I would say one good reason is that

  waitlock myapp &
  JOB_PID=$!
  # ... do exclusive work ...
  kill $JOB_PID
is a lot easier to use and remember than

  (; flock -n 9 || exit 1; # ... commands executed under lock ...; ) 9>/var/lock/mylockfile
3 comments

Why

  (; flock -n 9
and not

  ( flock -n 9

?
It's a "for" loop.
Could you elaborate?
A for loop in a shell script may sometimes look like this:

`for ((i = 0 ; i < max ; i++ )); do echo "$i"; done`

Here this is essentially a "while" loop, meaning it will keep executing the commands as long as we don't reach `exit 1`.

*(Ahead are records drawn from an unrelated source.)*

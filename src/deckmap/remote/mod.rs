//! # Remote Layer
//!
//! Everything that talks to Anki goes through the [`NoteClient`] trait. The card pipeline
//! and the API facade are generic over it, so tests drive them with
//! [`mock::MockClient`] while the binary uses [`anki_connect::AnkiConnectClient`].
//!
//! The launcher ([`launcher`]) starts the Anki application and polls the bridge until it
//! answers. Only the CLI uses it; the pipeline itself only asks [`NoteClient::is_reachable`].

use async_trait::async_trait;
use serde::ser::SerializeMap;
use serde::{Deserialize, Serialize, Serializer};
use std::collections::HashMap;
use thiserror::Error;

pub mod anki_connect;
pub mod launcher;

#[cfg(test)]
pub mod mock;

pub type NoteId = u64;

/// AnkiConnect's add-on code, quoted whenever the bridge is missing.
pub const ANKI_CONNECT_CODE: &str = "2055492159";

#[derive(Error, Debug)]
pub enum RemoteError {
    #[error("could not reach AnkiConnect: {0}")]
    Transport(#[from] reqwest::Error),

    #[error("AnkiConnect rejected {action}: {message}")]
    Api { action: String, message: String },

    #[error("AnkiConnect returned no result for {0}")]
    MissingResult(String),
}

impl RemoteError {
    pub fn api(action: impl Into<String>, message: impl Into<String>) -> Self {
        Self::Api {
            action: action.into(),
            message: message.into(),
        }
    }
}

/// Operations the rest of the crate needs from Anki.
#[async_trait]
pub trait NoteClient: Send + Sync {
    /// Whether the bridge answers at all.
    async fn is_reachable(&self) -> bool;

    /// Ids of notes matching an Anki search query.
    async fn find_duplicate_note_ids(&self, query: &str) -> Result<Vec<NoteId>, RemoteError>;

    async fn fetch_note_fields(&self, ids: &[NoteId]) -> Result<Vec<NoteInfo>, RemoteError>;

    async fn create_note(&self, note: &NewNote) -> Result<NoteId, RemoteError>;

    async fn deck_names_and_ids(&self) -> Result<Vec<RemoteDeck>, RemoteError>;
}

/// A deck as Anki knows it.
#[derive(Debug, Clone, PartialEq, Eq, Serialize)]
pub struct RemoteDeck {
    pub id: i64,
    pub name: String,
}

#[derive(Debug, Clone, PartialEq, Eq, Serialize, Deserialize)]
pub struct FieldValue {
    pub value: String,
    #[serde(default)]
    pub order: u32,
}

/// An existing note, as returned by `notesInfo`.
#[derive(Debug, Clone, PartialEq, Eq, Serialize, Deserialize)]
#[serde(rename_all = "camelCase")]
pub struct NoteInfo {
    pub note_id: NoteId,
    #[serde(default)]
    pub model_name: String,
    #[serde(default)]
    pub tags: Vec<String>,
    #[serde(default)]
    pub fields: HashMap<String, FieldValue>,
}

impl NoteInfo {
    /// Field names and values in the model's field order.
    pub fn ordered_fields(&self) -> Vec<(&str, &str)> {
        let mut fields: Vec<_> = self.fields.iter().collect();
        fields.sort_by(|(a_name, a), (b_name, b)| a.order.cmp(&b.order).then(a_name.cmp(b_name)));
        fields
            .into_iter()
            .map(|(name, field)| (name.as_str(), field.value.as_str()))
            .collect()
    }
}

/// Field name/value pairs in the order they were built. Serializes as a JSON object.
#[derive(Debug, Clone, Default, PartialEq, Eq)]
pub struct NoteFields(Vec<(String, String)>);

impl NoteFields {
    pub fn new() -> Self {
        Self::default()
    }

    pub fn insert(&mut self, name: impl Into<String>, value: impl Into<String>) {
        let name = name.into();
        let value = value.into();
        match self.0.iter_mut().find(|(n, _)| *n == name) {
            Some(entry) => entry.1 = value,
            None => self.0.push((name, value)),
        }
    }

    pub fn get(&self, name: &str) -> Option<&str> {
        self.0
            .iter()
            .find(|(n, _)| n == name)
            .map(|(_, v)| v.as_str())
    }

    pub fn iter(&self) -> impl Iterator<Item = (&str, &str)> {
        self.0.iter().map(|(n, v)| (n.as_str(), v.as_str()))
    }

    pub fn len(&self) -> usize {
        self.0.len()
    }

    pub fn is_empty(&self) -> bool {
        self.0.is_empty()
    }
}

impl<K: Into<String>, V: Into<String>> FromIterator<(K, V)> for NoteFields {
    fn from_iter<I: IntoIterator<Item = (K, V)>>(iter: I) -> Self {
        let mut fields = NoteFields::new();
        for (name, value) in iter {
            fields.insert(name, value);
        }
        fields
    }
}

impl Serialize for NoteFields {
    fn serialize<S: Serializer>(&self, serializer: S) -> Result<S::Ok, S::Error> {
        let mut map = serializer.serialize_map(Some(self.0.len()))?;
        for (name, value) in &self.0 {
            map.serialize_entry(name, value)?;
        }
        map.end()
    }
}

/// The `note` parameter of AnkiConnect's `addNote`.
#[derive(Debug, Clone, PartialEq, Eq, Serialize)]
#[serde(rename_all = "camelCase")]
pub struct NewNote {
    pub deck_name: String,
    pub model_name: String,
    pub fields: NoteFields,
    pub tags: Vec<String>,
}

(; flock -n 9 || exit 1; # ... commands executed under lock ...; )

It doesn't seem to work?

  [~] 0 $ ( flock -n 9 || exit 1; echo in loop ; sleep 3 ; echo done working ; ) 9>~/tmp/mylock
  in loop
  done working
  [~] 0 $ (; flock -n 9 || exit 1; echo in loop ; sleep 3 ; echo done working ; ) 9>~/tmp/mylock
  -bash: syntax error near unexpected token `;'
  [~] 2 $

(This is bash)
Flock can be used in a single line for example for cronjobs.

Flock -s file && script.

Pretty simple. (I forgot the argument, I think is -s..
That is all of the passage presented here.